The White Girl is a memorable story about Odette, a grandma, and her granddaughter Sissy. Set in the 1960s, these characters are strong, loving, feisty––they’re also Aboriginal women subject to the Aborigines Protection Act 1909. This Act makes Sissy a ward of the state and pushes Odette beyond that law to protect Sissy. The story offers a remarkable portrait of First Nation communities where connection means strength

The story also shows white men’s ways of exercising power over Aboriginal people through the Act and directly through their relationships. The Act restricted movement and removed children from families. Travel depended on a police permit, which is why Odette came to the attention of Sergeant Lowe, even though she was trying to protect Sissy from the unwelcome attention of white men who benefitted from the Act.

The white male characters show how the logic of protection endorsed through the Act encouraged different masculine tendencies. Overzealous Sergeant Lowe acted out state authority in ways that were officious, brutal and possibly psychopathic towards anyone he saw as lesser than him. His arrival in town was the inciting incident that showed how lazy Officer Shea undercuts the state’s protective logic. The white farmer Kane and his first son saw women as servants to their own needs and treated vulnerability as weakness. These different ways of exercising power show how the Settler culture works through individualised hierarchies. It's where top dogs kick lesser dogs, whatever their race; it becomes an invasive system as thoughtless authority degenerates into banal routines that sustain evil.

But Odette shows an alternative to these ugly masculinities, a way of living her power through the presence and persistence of First Nation Australian’s connections to country, community and ancestors. Where Sissy and Odette are vulnerable under the Act, Odette’s daughter Lily show us the dangers and destructiveness of this white patriarchal Australia. But Odette and Sissy meet other people through their travels who show how Indigenous Australians sustain community and are sometimes helped, in small ways, by sensitive or sympathetic white people.

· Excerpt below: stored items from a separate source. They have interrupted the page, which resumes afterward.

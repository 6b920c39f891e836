//! The `OciClient` trait: the narrow contract the replicator and the
//! component-descriptor registry layer both depend on.

use async_trait::async_trait;
use bytes::Bytes;

use crate::error::OciError;
use crate::manifest::Manifest;
use crate::reference::OciImageReference;

/// Abstract OCI distribution-spec client. A production implementation talks to a
/// real registry over HTTPS; tests substitute a `wiremock` server or an in-memory
/// fake.
#[async_trait]
pub trait OciClient: Send + Sync {
    /// Fetches and parses the manifest for `reference`. `accept` is forwarded as
    /// the `Accept` header verbatim (or omitted if `None`), per
    /// [`crate::replicator::ReplicationMode`].
    async fn manifest(
        &self,
        reference: &OciImageReference,
        accept: Option<&str>,
    ) -> Result<Manifest, OciError>;

    /// Like [`OciClient::manifest`] but returns the raw response bytes plus the
    /// `mediaType` the registry actually sent (header or body), needed for
    /// verbatim replication.
    async fn manifest_raw(
        &self,
        reference: &OciImageReference,
        accept: Option<&str>,
    ) -> Result<(Bytes, Option<String>), OciError>;

    async fn put_manifest(
        &self,
        reference: &OciImageReference,
        media_type: &str,
        body: &[u8],
    ) -> Result<(), OciError>;

    async fn blob(&self, reference: &OciImageReference, digest: &str) -> Result<Bytes, OciError>;

    /// `true` if the blob already exists at `reference`'s repository (HEAD).
    async fn head_blob(&self, reference: &OciImageReference, digest: &str) -> Result<bool, OciError>;

    async fn put_blob(
        &self,
        reference: &OciImageReference,
        digest: &str,
        data: Bytes,
    ) -> Result<(), OciError>;

    async fn tags(&self, reference: &OciImageReference) -> Result<Vec<String>, OciError>;

    /// Resolves `reference`'s current tag to the digest it currently points at,
    /// returning an equivalent digest-pinned reference.
    async fn to_digest_hash(
        &self,
        reference: &OciImageReference,
    ) -> Result<OciImageReference, OciError>;
}

/// [`OciClient`] backed by a real registry over `reqwest`.
pub struct HttpOciClient {
    http: reqwest::Client,
}

impl HttpOciClient {
    #[must_use]
    pub fn new(http: reqwest::Client) -> Self {
        Self { http }
    }
}

impl Default for HttpOciClient {
    fn default() -> Self {
        Self::new(reqwest::Client::new())
    }
}

#[async_trait]
impl OciClient for HttpOciClient {
    async fn manifest(
        &self,
        reference: &OciImageReference,
        accept: Option<&str>,
    ) -> Result<Manifest, OciError> {
        let (bytes, media_type) = self.manifest_raw(reference, accept).await?;
        Manifest::parse(media_type.as_deref(), &bytes).map_err(OciError::from)
    }

    async fn manifest_raw(
        &self,
        reference: &OciImageReference,
        accept: Option<&str>,
    ) -> Result<(Bytes, Option<String>), OciError> {
        let url = reference.manifest_url();
        let mut req = self.http.get(&url);
        if let Some(accept) = accept {
            req = req.header(reqwest::header::ACCEPT, accept);
        }
        let resp = req.send().await?;
        if !resp.status().is_success() {
            return Err(OciError::UnexpectedStatus {
                status: resp.status().as_u16(),
                url,
            });
        }
        let media_type = resp
            .headers()
            .get(reqwest::header::CONTENT_TYPE)
            .and_then(|v| v.to_str().ok())
            .map(str::to_string);
        let bytes = resp.bytes().await?;
        Ok((bytes, media_type))
    }

    async fn put_manifest(
        &self,
        reference: &OciImageReference,
        media_type: &str,
        body: &[u8],
    ) -> Result<(), OciError> {
        let url = reference.manifest_url();
        let resp = self
            .http
            .put(&url)
            .header(reqwest::header::CONTENT_TYPE, media_type)
            .body(body.to_vec())
            .send()
            .await?;
        if !resp.status().is_success() {
            return Err(OciError::UnexpectedStatus {
                status: resp.status().as_u16(),
                url,
            });
        }
        Ok(())
    }

    async fn blob(&self, reference: &OciImageReference, digest: &str) -> Result<Bytes, OciError> {
        let url = reference.blob_url(digest);
        let resp = self.http.get(&url).send().await?;
        if !resp.status().is_success() {
            return Err(OciError::UnexpectedStatus {
                status: resp.status().as_u16(),
                url,
            });
        }
        Ok(resp.bytes().await?)
    }

    async fn head_blob(&self, reference: &OciImageReference, digest: &str) -> Result<bool, OciError> {
        let url = reference.blob_url(digest);
        let resp = self.http.head(&url).send().await?;
        Ok(resp.status().is_success())
    }

    async fn put_blob(
        &self,
        reference: &OciImageReference,
        digest: &str,
        data: Bytes,
    ) -> Result<(), OciError> {
        let url = reference.blob_url(digest);
        let resp = self.http.put(&url).body(data).send().await?;
        if !resp.status().is_success() {
            return Err(OciError::UnexpectedStatus {
                status: resp.status().as_u16(),
                url,
            });
        }
        Ok(())
    }

    async fn tags(&self, reference: &OciImageReference) -> Result<Vec<String>, OciError> {
        let url = format!(
            "https://{}/v2/{}/tags/list",
            reference.host, reference.repository
        );
        let resp = self.http.get(&url).send().await?;
        if !resp.status().is_success() {
            return Err(OciError::UnexpectedStatus {
                status: resp.status().as_u16(),
                url,
            });
        }
        #[derive(serde::Deserialize)]
        struct TagsResponse {
            tags: Vec<String>,
        }
        let parsed: TagsResponse = resp.json().await?;
        Ok(parsed.tags)
    }

    async fn to_digest_hash(
        &self,
        reference: &OciImageReference,
    ) -> Result<OciImageReference, OciError> {
        let (bytes, _) = self.manifest_raw(reference, None).await?;
        let digest = format!("sha256:{}", sha256_hex(&bytes));
        Ok(reference.with_digest(digest))
    }
}

fn sha256_hex(bytes: &[u8]) -> String {
    use sha2::{Digest, Sha256};
    let mut hasher = Sha256::new();
    hasher.update(bytes);
    hex::encode(hasher.finalize())
}
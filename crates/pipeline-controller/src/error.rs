use thiserror::Error;

/// Errors raised while compiling or rendering a Handlebars template. Never
/// surfaced directly to a caller of [`crate::renderer::PipelineRenderer`] —
/// the renderer catches these and folds them into a `RenderResult::Failure`
/// with the engine's own formatted error, never a raw Rust panic message.
#[derive(Debug, Error)]
pub enum TemplateError {
    #[error("template not found: {0:?}")]
    NotFound(String),

    #[error("failed to compile template: {0}")]
    Compile(#[source] Box<handlebars::TemplateError>),

    #[error("failed to render template: {0}")]
    Render(#[source] Box<handlebars::RenderError>),

    #[error("io error loading template: {0}")]
    Io(#[source] std::io::Error),

    #[error("pipeline variant {0:?} does not declare a main repository")]
    MissingMainRepository(String),
}

/// Errors the webhook dispatcher's own plumbing can raise. Per-event handler
/// errors are deliberately *not* part of this enum: §5/§7 require every
/// handler error to be caught and logged inside its own detached task, never
/// propagated to the HTTP layer.
#[derive(Debug, Error)]
pub enum DispatchError {
    #[error("missing required header {0}")]
    MissingHeader(&'static str),

    #[error("unrecognized event type {0:?}")]
    UnknownEventKind(String),

    #[error("failed to parse event body: {0}")]
    Json(#[from] serde_json::Error),

    #[error("no job mapping configured for repository {0:?}")]
    NoJobMapping(String),
}

/// Errors surfaced while orchestrating a replication run itself (as opposed
/// to a single descriptor's render/deploy, which never raises — failures
/// there are captured into [`pipeline_config::RenderResult`] /
/// [`pipeline_config::DeployResult`]).
#[derive(Debug, Error)]
pub enum OrchestratorError {
    #[error("definition enumeration failed: {0}")]
    Enumeration(String),

    #[error(transparent)]
    CiBackend(#[from] pipeline_ci_backend::CiBackendError),
}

Listening is a theme that runs through this novel. Odette is a very good listener, auditory in a wide and deep way. She listens for noises, footsteps on the porch, and to the noise of birds, the wind and her own body. This listening is partly a protective strategy to avoid danger and safeguard Sissy. The Aboriginal Protection Act invades these women personally, removing their rights, reducing their safety and compromising their opportunity to live the life they might choose.

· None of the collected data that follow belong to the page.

//! SMTP owner-notification channel: builds and sends a single plaintext
//! message to a capped recipient list (`mailutil.py::_send_mail`).

use lettre::message::Mailbox;
use lettre::transport::smtp::authentication::Credentials;
use lettre::{AsyncSmtpTransport, AsyncTransport, Message, Tokio1Executor};
use tracing::{info, warn};

use crate::error::NotifyError;

/// `_send_mail`'s hard cap: GitHub/SMTP relays commonly reject or silently
/// truncate envelopes with an unbounded `To:` list.
const MAX_RECIPIENTS: usize = 50;

/// Configuration for the SMTP owner-notification channel, mirroring
/// `model.email.EmailConfig`.
#[derive(Debug, Clone)]
pub struct MailChannelConfig {
    pub smtp_host: String,
    pub smtp_port: u16,
    pub sender_address: String,
    pub smtp_password: Option<String>,
    pub smtp_username: Option<String>,
}

/// Sends owner-notification emails over SMTP.
pub struct MailChannel {
    config: MailChannelConfig,
    transport: AsyncSmtpTransport<Tokio1Executor>,
}

impl MailChannel {
    pub fn new(config: MailChannelConfig) -> Result<Self, NotifyError> {
        let mut builder = AsyncSmtpTransport::<Tokio1Executor>::relay(&config.smtp_host)?
            .port(config.smtp_port);
        if let (Some(username), Some(password)) = (&config.smtp_username, &config.smtp_password) {
            builder = builder.credentials(Credentials::new(username.clone(), password.clone()));
        }
        Ok(Self {
            transport: builder.build(),
            config,
        })
    }

    /// Sends `body` as plaintext to `recipients`, lower-casing and capping the
    /// list at [`MAX_RECIPIENTS`] the way `_send_mail` does. Returns
    /// [`NotifyError::NoRecipients`] if `recipients` is empty after
    /// normalization.
    pub async fn send(&self, subject: &str, body: &str, recipients: &[String]) -> Result<(), NotifyError> {
        let mut normalized: Vec<String> = recipients.iter().map(|r| r.to_lowercase()).collect();
        normalized.sort();
        normalized.dedup();

        if normalized.is_empty() {
            return Err(NotifyError::NoRecipients);
        }

        if normalized.len() > MAX_RECIPIENTS {
            warn!(
                count = normalized.len(),
                max = MAX_RECIPIENTS,
                "max recipients exceeded, truncating"
            );
            normalized.truncate(MAX_RECIPIENTS);
        }

        let from: Mailbox = self
            .config
            .sender_address
            .parse()
            .map_err(|source| NotifyError::InvalidAddress {
                address: self.config.sender_address.clone(),
                source,
            })?;

        let mut builder = Message::builder().from(from).subject(subject.to_string());
        for recipient in &normalized {
            let mailbox: Mailbox =
                recipient
                    .parse()
                    .map_err(|source| NotifyError::InvalidAddress {
                        address: recipient.clone(),
                        source,
                    })?;
            builder = builder.to(mailbox);
        }

        let message = builder.body(body.to_string())?;
        self.transport.send(message).await?;
        info!(recipient_count = normalized.len(), "sent owner-notification email");
        Ok(())
    }
}
//! The layer abstraction the composite lookup walks: a plain
//! [`ComponentDescriptorLayer`] trait returning one of "found", "not found (with an
//! optional write-back)", or a hard error.

use async_trait::async_trait;
use pipeline_config::{ComponentDescriptor, ComponentIdentity, RepositoryContext};

use crate::error::LookupError;

/// A one-shot callable that inserts a descriptor into a lower-priority cache layer.
/// Returned from a layer's [`ComponentDescriptorLayer::get`] on cache-miss so the
/// composite can populate that layer once the authoritative result is known.
#[async_trait]
pub trait WriteBack: Send + Sync {
    async fn write_back(
        &self,
        identity: &ComponentIdentity,
        descriptor: &ComponentDescriptor,
    ) -> Result<(), LookupError>;
}

/// Outcome of a single layer's lookup attempt.
pub enum LookupOutcome {
    Found(ComponentDescriptor),
    /// A miss; `Some(write_back)` if this layer can be populated once a later layer
    /// resolves the descriptor.
    NotFound(Option<Box<dyn WriteBack>>),
}

/// One link in the composite chain (in-memory, filesystem, delivery service, OCI
/// registry). The composite itself also implements this trait, so lookups can be
/// nested.
#[async_trait]
pub trait ComponentDescriptorLayer: Send + Sync {
    async fn get(
        &self,
        identity: &ComponentIdentity,
        ctx: Option<&RepositoryContext>,
    ) -> Result<LookupOutcome, LookupError>;

    /// Human-readable layer name, used in log lines only.
    fn name(&self) -> &'static str;
}
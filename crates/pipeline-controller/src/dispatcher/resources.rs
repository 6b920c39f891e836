//! Matches a webhook event's repository against the git/pull-request
//! resources configured on every pipeline known to every CI backend client,
//! mirroring `whd/dispatcher.py::_matching_resources`.

use std::sync::Arc;

use pipeline_ci_backend::{CiBackendClient, PipelineConfigResource, ResourceType};
use tracing::warn;

/// A resource found on some pipeline, paired with the client that serves it.
pub struct MatchedResource {
    pub client: Arc<dyn CiBackendClient>,
    pub resource: PipelineConfigResource,
}

/// Finds every git resource across `clients` whose `source` points at
/// `hostname`/`repo_path`. When `skip_ci` is set (the push's commit message
/// carried `[skip ci]`/`[ci skip]`), a resource is excluded unless its
/// source explicitly opted out via `disable_ci_skip`.
pub async fn matching_git_resources(
    clients: &[Arc<dyn CiBackendClient>],
    hostname: &str,
    repo_path: &str,
    skip_ci: bool,
) -> Vec<MatchedResource> {
    matching_resources(clients, hostname, repo_path, ResourceType::Git)
        .await
        .into_iter()
        .filter(|m| !skip_ci || m.resource.source.disable_ci_skip)
        .collect()
}

/// Finds every pull-request resource across `clients` whose `source` points
/// at `hostname`/`repo_path`.
pub async fn matching_pull_request_resources(
    clients: &[Arc<dyn CiBackendClient>],
    hostname: &str,
    repo_path: &str,
) -> Vec<MatchedResource> {
    matching_resources(clients, hostname, repo_path, ResourceType::PullRequest).await
}

async fn matching_resources(
    clients: &[Arc<dyn CiBackendClient>],
    hostname: &str,
    repo_path: &str,
    resource_type: ResourceType,
) -> Vec<MatchedResource> {
    let mut matched = Vec::new();
    for client in clients {
        let pipeline_names = match client.pipelines().await {
            Ok(names) => names,
            Err(e) => {
                warn!(error = %e, "failed to list pipelines while matching resources");
                continue;
            }
        };
        let resources = match client.pipeline_resources(&pipeline_names, Some(resource_type)).await {
            Ok(resources) => resources,
            Err(e) => {
                warn!(error = %e, "failed to list pipeline resources while matching resources");
                continue;
            }
        };
        for resource in resources {
            if resource.source.hostname == hostname && resource.source.repo_path_trimmed() == repo_path {
                matched.push(MatchedResource {
                    client: Arc::clone(client),
                    resource,
                });
            }
        }
    }
    matched
}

But Odette is also proactive in her listening because she is connected and gains energy and guidance through her country and ancestors. As Odette explains, white people tell ghost stories to make people scared of death, but they ‘know nothing about the good of a person’s spirit and how it comes forward after death.’ In conversation, Tony Birch explained, the dead and the living are all present. “They are there for us and we are there for them”.

This novel encouraged me listen to the complexities of Settler colonialism. The Kanes and Sergeant Lowe show us the classic colonial approach to First Nation peoples as either resources for use or as objects of control. Lowe sees Aboriginal people as irresponsible and childlike. It justifies the law’s protective logic, which allows him to exercise state power. He celebrates the police that, he says, limits the number of ‘half-caste children … roaming around’, and then generalises that control to all Aboriginal people ‘You people can’t look after yourselves and you know it.’ But there are other white men who become victims of this Settler mentality too.

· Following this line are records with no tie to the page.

//! Quiz Engine
//!
//! One quiz attempt: consume an attempt, sample up to six questions, let the
//! student answer strictly from their notebook, and have a separate strict
//! grader mark each answer.

use crate::notice::Notice;
use crate::oracle::{Oracle, OracleMessage, OracleRequest, complete_or_fallback};
use crate::prompts::{PromptKey, PromptLibrary};
use crate::state::{SessionState, TestQuestion};
use rand::Rng;
use rand::seq::index;
use tracing::info;

/// Maximum number of questions asked per attempt.
pub const QUIZ_SIZE: usize = 6;
const GRADER_SYSTEM: &str = "You are a strict teacher grading a test.";

#[derive(Debug, Clone, Copy, PartialEq, Eq)]
pub enum QuizResult {
    Passed,
    Failed,
}

/// Summary of one quiz attempt.
#[derive(Debug, Clone, Copy, PartialEq, Eq)]
pub struct QuizReport {
    pub score: usize,
    pub asked: usize,
    pub result: QuizResult,
}

/// The pass rule: at most one miss, but at least one correct answer.
///
/// A single-question quiz must be answered correctly and an empty quiz never
/// passes.
pub fn passes(score: usize, asked: usize) -> bool {
    score >= asked.saturating_sub(1).max(1)
}

/// True when a grader reply counts as a pass.
pub fn is_pass_grade(grade: &str) -> bool {
    grade.to_uppercase().contains("PASS")
}

/// Draws `min(QUIZ_SIZE, bank size)` distinct questions in random order.
pub fn sample_questions<R: Rng>(bank: &[TestQuestion], rng: &mut R) -> Vec<TestQuestion> {
    let amount = QUIZ_SIZE.min(bank.len());
    index::sample(rng, bank.len(), amount)
        .into_iter()
        .map(|i| bank[i].clone())
        .collect()
}

/// Runs one quiz attempt against the student's current notebook.
///
/// The attempt is consumed on entry, whatever the outcome. An empty test bank
/// cannot be passed.
pub async fn run_quiz<R: Rng + Send>(
    state: &mut SessionState,
    rng: &mut R,
    oracle: &dyn Oracle,
    prompts: &PromptLibrary,
    notices: &mut Vec<Notice>,
) -> QuizReport {
    state.attempts_left = state.attempts_left.saturating_sub(1);
    notices.push(Notice::system("--- FINAL EXAM INITIATED ---"));

    if state.test_bank.is_empty() {
        notices.push(Notice::system(
            "There are no exam questions, so this attempt cannot be passed.",
        ));
        notices.push(failed_summary(state.attempts_left));
        info!(attempts_left = state.attempts_left, "Quiz failed on empty test bank");
        return QuizReport {
            score: 0,
            asked: 0,
            result: QuizResult::Failed,
        };
    }

    let quiz = sample_questions(&state.test_bank, rng);
    let notes = state.knowledge_ledger.notes().join("\n");
    notices.push(Notice::system(format!(
        "[INFO] Student's Brain Dump:\n{}\n",
        notes
    )));

    let student_system = prompts.render(
        PromptKey::QuizStudent,
        &[("notes", notes.as_str()), ("persona", state.persona.as_str())],
    );

    let mut score = 0;
    for question in &quiz {
        notices.push(Notice::Question {
            text: question.question.clone(),
        });

        let answer = complete_or_fallback(
            oracle,
            OracleRequest::text(vec![
                OracleMessage::system(student_system.clone()),
                OracleMessage::user(question.question.clone()),
            ]),
        )
        .await;
        notices.push(Notice::student(format!("Answer: {}", answer)));

        let grading = prompts.render(
            PromptKey::QuizGrader,
            &[
                ("question", question.question.as_str()),
                ("standard_answer", question.standard_answer.as_str()),
                ("answer", answer.as_str()),
            ],
        );
        let grade = complete_or_fallback(
            oracle,
            OracleRequest::text(vec![
                OracleMessage::system(GRADER_SYSTEM),
                OracleMessage::user(grading),
            ]),
        )
        .await;

        let passed = is_pass_grade(&grade);
        if passed {
            score += 1;
        }
        notices.push(Notice::Grade { passed });
    }

    let asked = quiz.len();
    let result = if passes(score, asked) {
        notices.push(Notice::system("PASSED! You taught them well."));
        QuizResult::Passed
    } else {
        notices.push(failed_summary(state.attempts_left));
        QuizResult::Failed
    };
    info!(score, asked, ?result, attempts_left = state.attempts_left, "Quiz finished");

    QuizReport {
        score,
        asked,
        result,
    }
}

fn failed_summary(attempts_left: u32) -> Notice {
    Notice::system(format!("FAILED. Attempts left: {}", attempts_left))
}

Meanwhile, First Nation characters seem to see through this ugly game premised on white rules and behaviours. After all, 200 years of British settlement is a very ‘little now’ in civilisations sustained for over 600 centuries. As Jack says from his First Nation point of view, ‘White people aren’t ready for trust … but some days we don’t have a choice but to take a chance with them.’ It is this ‘where necessary’ response to Settler-Aboriginal trust that makes me feel as if the First Nation characters in this novel are humouring us white kids. Being blind to our destructive power, we seem ridiculous. Yet what we need to do is listen, like Odette, and grow up a bit.